> _Excerpted records_:
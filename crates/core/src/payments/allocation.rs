//! Ratio apportionment using the Largest Remainder Method.
//!
//! Splitting a total across providers must not lose or invent a single unit:
//! the parts always sum exactly to the (rounded) total when the ratios sum
//! to one.
//!
//! 1. Calculate exact shares
//! 2. Round each share toward zero
//! 3. Hand the leftover units to the shares with the largest fractional parts
//!
//! Ties go to the earlier ratio, so the split is deterministic.

use rust_decimal::Decimal;
use rust_decimal::prelude::*;

/// Apportionment utility.
pub struct Apportion;

impl Apportion {
    /// Splits `total` by `ratios`, rounded to `decimal_places`.
    ///
    /// # Example
    ///
    /// ```
    /// use rust_decimal_macros::dec;
    /// use vendora_core::payments::Apportion;
    ///
    /// let parts = Apportion::by_ratios(dec!(100), &[dec!(0.5), dec!(0.3), dec!(0.2)], 2);
    /// assert_eq!(parts, vec![dec!(50), dec!(30), dec!(20)]);
    /// ```
    #[must_use]
    pub fn by_ratios(total: Decimal, ratios: &[Decimal], decimal_places: u32) -> Vec<Decimal> {
        if ratios.is_empty() {
            return vec![];
        }
        if total.is_sign_negative() {
            return Self::by_ratios(-total, ratios, decimal_places)
                .into_iter()
                .map(|part| -part)
                .collect();
        }

        let unit = Decimal::new(1, decimal_places);
        let total_rounded =
            total.round_dp_with_strategy(decimal_places, RoundingStrategy::MidpointNearestEven);

        let exact: Vec<Decimal> = ratios.iter().map(|r| total_rounded * *r).collect();
        let mut rounded: Vec<Decimal> = exact
            .iter()
            .map(|a| a.round_dp_with_strategy(decimal_places, RoundingStrategy::ToZero))
            .collect();

        let sum_rounded: Decimal = rounded.iter().copied().sum();
        let remainder = total_rounded - sum_rounded;

        let units_to_distribute = (remainder / unit)
            .round_dp_with_strategy(0, RoundingStrategy::ToZero)
            .to_u64()
            .unwrap_or(0);
        let units_to_distribute = usize::try_from(units_to_distribute).unwrap_or(0);

        if units_to_distribute == 0 {
            return rounded;
        }

        let mut remainders: Vec<(usize, Decimal)> = exact
            .iter()
            .zip(rounded.iter())
            .enumerate()
            .map(|(i, (e, r))| (i, *e - *r))
            .collect();

        // Stable sort keeps ratio order on ties.
        remainders.sort_by(|a, b| b.1.cmp(&a.1));

        for (idx, _) in remainders.iter().take(units_to_distribute) {
            rounded[*idx] += unit;
        }

        rounded
    }

    /// Splits a whole-number count by `ratios`.
    #[must_use]
    pub fn counts(count: u64, ratios: &[Decimal]) -> Vec<u64> {
        Self::by_ratios(Decimal::from(count), ratios, 0)
            .into_iter()
            .map(|part| part.to_u64().unwrap_or(0))
            .collect()
    }
}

> _What the exercise asks_: All of the records above should be given again exactly as written.

> _Task output_:
filename crates/core/src/payments/allocation.rs
//! Ratio apportionment using the Largest Remainder Method.
//!
//! Splitting a total across providers must not lose or invent a single unit:
//! the parts always sum exactly to the (rounded) total when the ratios sum
//! to one.
//!
//! 1. Calculate exact shares
//! 2. Round each share toward zero
//! 3. Hand the leftover units to the shares with the largest fractional parts
//!
//! Ties go to the earlier ratio, so the split is deterministic.

use rust_decimal::Decimal;
use rust_decimal::prelude::*;

/// Apportionment utility.
pub struct Apportion;

impl Apportion {
    /// Splits `total` by `ratios`, rounded to `decimal_places`.
    ///
    /// # Example
    ///
    /// ```
    /// use rust_decimal_macros::dec;
    /// use vendora_core::payments::Apportion;
    ///
    /// let parts = Apportion::by_ratios(dec!(100), &[dec!(0.5), dec!(0.3), dec!(0.2)], 2);
    /// assert_eq!(parts, vec![dec!(50), dec!(30), dec!(20)]);
    /// ```
    #[must_use]
    pub fn by_ratios(total: Decimal, ratios: &[Decimal], decimal_places: u32) -> Vec<Decimal> {
        if ratios.is_empty() {
            return vec![];
        }
        if total.is_sign_negative() {
            return Self::by_ratios(-total, ratios, decimal_places)
                .into_iter()
                .map(|part| -part)
                .collect();
        }

        let unit = Decimal::new(1, decimal_places);
        let total_rounded =
            total.round_dp_with_strategy(decimal_places, RoundingStrategy::MidpointNearestEven);

        let exact: Vec<Decimal> = ratios.iter().map(|r| total_rounded * *r).collect();
        let mut rounded: Vec<Decimal> = exact
            .iter()
            .map(|a| a.round_dp_with_strategy(decimal_places, RoundingStrategy::ToZero))
            .collect();

        let sum_rounded: Decimal = rounded.iter().copied().sum();
        let remainder = total_rounded - sum_rounded;

        let units_to_distribute = (remainder / unit)
            .round_dp_with_strategy(0, RoundingStrategy::ToZero)
            .to_u64()
            .unwrap_or(0);
        let units_to_distribute = usize::try_from(units_to_distribute).unwrap_or(0);

        if units_to_distribute == 0 {
            return rounded;
        }

        let mut remainders: Vec<(usize, Decimal)> = exact
            .iter()
            .zip(rounded.iter())
            .enumerate()
            .map(|(i, (e, r))| (i, *e - *r))
            .collect();

        // Stable sort keeps ratio order on ties.
        remainders.sort_by(|a, b| b.1.cmp(&a.1));

        for (idx, _) in remainders.iter().take(units_to_distribute) {
            rounded[*idx] += unit;
        }

        rounded
    }

    /// Splits a whole-number count by `ratios`.
    #[must_use]
    pub fn counts(count: u64, ratios: &[Decimal]) -> Vec<u64> {
        Self::by_ratios(Decimal::from(count), ratios, 0)
            .into_iter()
            .map(|part| part.to_u64().unwrap_or(0))
            .collect()
    }
}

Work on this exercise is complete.